Preferred shares in Petrobras were down 4 percent after analysts at UBS downgraded the state-controlled oil company to "neutral" from "buy," saying the "phoenix ... (had fallen) back down to the earth." Brazil's currency, however, jumped 3.4 percent on Friday, rebounding from losses of up to 3 percent on Thursday and 19 percent since February.
The currency was supported by multiple statements from Brazilian central bank chief Ilan Goldfajn on Thursday and Friday, saying that the bank would offer up to $20 billion in currency swaps and ensure liquidity in the currency and interest rate markets.
In neighboring Argentina, the peso fell sharply against the dollar after the country signed a $50 billion standby financing arrangement with the International Monetary Fund, causing the central bank to abandon its spirited defense of the currency.
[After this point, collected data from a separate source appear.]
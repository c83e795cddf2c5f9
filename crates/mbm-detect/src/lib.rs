//! Modem Control-Channel Detection
//!
//! This crate models what the host tells us about plugged-in hardware and
//! decides which nodes are worth managing: the [`NodeDescriptor`] vocabulary,
//! the [`HotplugSource`] subscription/enumeration seam, and the pure
//! candidate filter.
//!
//! # Example
//!
//! ```rust
//! use mbm_detect::{is_candidate, NodeDescriptor};
//!
//! let node = NodeDescriptor::new("usbmisc", "cdc-wdm0", "qmi_wwan");
//! assert!(is_candidate(&node));
//! ```

pub mod error;
pub mod filter;
pub mod hotplug;
pub mod node;

pub use error::DetectError;
pub use filter::{
    is_candidate, CONTROL_NODE_PREFIX, MODEM_SUBSYSTEMS, USB_SUBSYSTEM_PREFIX, VENDOR_DRIVER,
};
pub use hotplug::HotplugSource;
pub use node::{HotplugAction, HotplugEvent, NodeDescriptor};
"I think (the) USD/ARS upward trend should remain intact," said Win Thin, Global Head of Emerging Market Currency Strategy at Brown Brothers Harriman in New York.
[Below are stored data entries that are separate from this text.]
//! Application-level device status and the PIN-state mapping

use mbm_proto::{PinState, PinStatusReport};
use serde::{Deserialize, Serialize};

/// SIM/lock status of a managed device
#[derive(Debug, Clone, Copy, PartialEq, Eq, Serialize, Deserialize)]
pub enum DeviceStatus {
    /// Status not yet loaded
    Unknown,
    /// SIM usable, no lock pending
    Ready,
    /// SIM waiting for a PIN
    SimPinLocked,
    /// SIM blocked, PUK required
    SimPukLocked,
    /// SIM missing or unusable
    SimError,
}

/// Map a raw PIN status report to the device status plus the verify
/// attempts remaining
///
/// Fixed lookup table: `Blocked` is PUK-locked with zero attempts; the
/// not-yet-verified states are PIN-locked with whatever retry count the
/// device reported; the verified/disabled family is ready; anything else
/// (including permanently blocked) is a SIM error with no retry count.
pub fn status_from_pin_report(report: &PinStatusReport) -> (DeviceStatus, Option<u8>) {
    match report.state {
        PinState::Blocked => (DeviceStatus::SimPukLocked, Some(0)),
        PinState::NotInitialized | PinState::EnabledNotVerified => {
            (DeviceStatus::SimPinLocked, report.verify_retries_left)
        }
        PinState::Disabled | PinState::EnabledVerified | PinState::Unblocked | PinState::Changed => {
            (DeviceStatus::Ready, None)
        }
        PinState::PermanentlyBlocked => (DeviceStatus::SimError, None),
    }
}
//! SIM PIN lock state as reported by the device-management service

use serde::{Deserialize, Serialize};

/// Raw PIN state codes of the vendor protocol
///
/// This is the on-the-wire vocabulary; mapping to an application-level
/// device status happens in the session layer.
#[derive(Debug, Clone, Copy, PartialEq, Eq, Serialize, Deserialize)]
pub enum PinState {
    /// SIM not yet initialized by the firmware
    NotInitialized,
    /// PIN enabled, not yet verified
    EnabledNotVerified,
    /// PIN enabled and verified
    EnabledVerified,
    /// PIN disabled
    Disabled,
    /// PIN blocked, PUK required
    Blocked,
    /// PUK exhausted, SIM unusable
    PermanentlyBlocked,
    /// PIN unblocked via PUK
    Unblocked,
    /// PIN changed
    Changed,
}

/// Result of a lock-status query
#[derive(Debug, Clone, Copy, PartialEq, Eq)]
pub struct PinStatusReport {
    /// Reported PIN state
    pub state: PinState,
    /// Verify attempts remaining, when the device reports them
    pub verify_retries_left: Option<u8>,
}

impl PinStatusReport {
    /// Convenience constructor for a state without a retry count
    pub fn new(state: PinState) -> Self {
        Self {
            state,
            verify_retries_left: None,
        }
    }

    /// Constructor with a retry count
    pub fn with_retries(state: PinState, retries: u8) -> Self {
        Self {
            state,
            verify_retries_left: Some(retries),
        }
    }
}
"Once the IMF deal was reached in principle, I'm sure that Argentina was asked to take FX intervention off the table. Last thing the IMF wants to see is its program money burned away by FX intervention, and so the peso needs to find its equilibrium level somewhere north of 25." The Argentine peso was down 2 percent at 25.5 per dollar in midday trade while the Mexican peso was down 0.4 percent at 20.56 per dollar.
Key Latin American stock indexes and currencies at 1454 GMT: Stock indexes Latest Daily YTD pct pct change change MSCI Emerging Markets 1,133.26 -1.43 -0.76 MSCI LatAm 2,452.36 0.12 -13.39 Brazil Bovespa 72,627.80 -1.66 -4.94 Mexico IPC 45,457.48 -0.04 -7.90 Chile IPSA 5,457.46 -0.19 -1.93 Chile IGPA 27,646.18 -0.08 -1.20 Argentina MerVal 30,852.93 2.24 2.62 Colombia IGBC 12,251.93 -0.09 7.75 Venezuela IBC 40,372.64 1.28 3,096.21 Currencies Latest Daily YTD pct pct change change Brazil real 3.7933 3.42 -12.65 Mexico peso 20.5645 -0.39 -4.21 Chile peso 630.8 -0.02 -2.56 Colombia peso 2,852.3 -0.18 4.55 Peru sol 3.264 -0.03 -0.83 Argentina peso 25.5000 -2.02 -27.06 (interbank) Argentina peso 25.65 -0.39 -25.03 (parallel) (Reporting by Gram Slattery; additional reporting by Paula Arend Laier in Sao Paulo and Rodrigo Campos in New York, editing by G Crosse)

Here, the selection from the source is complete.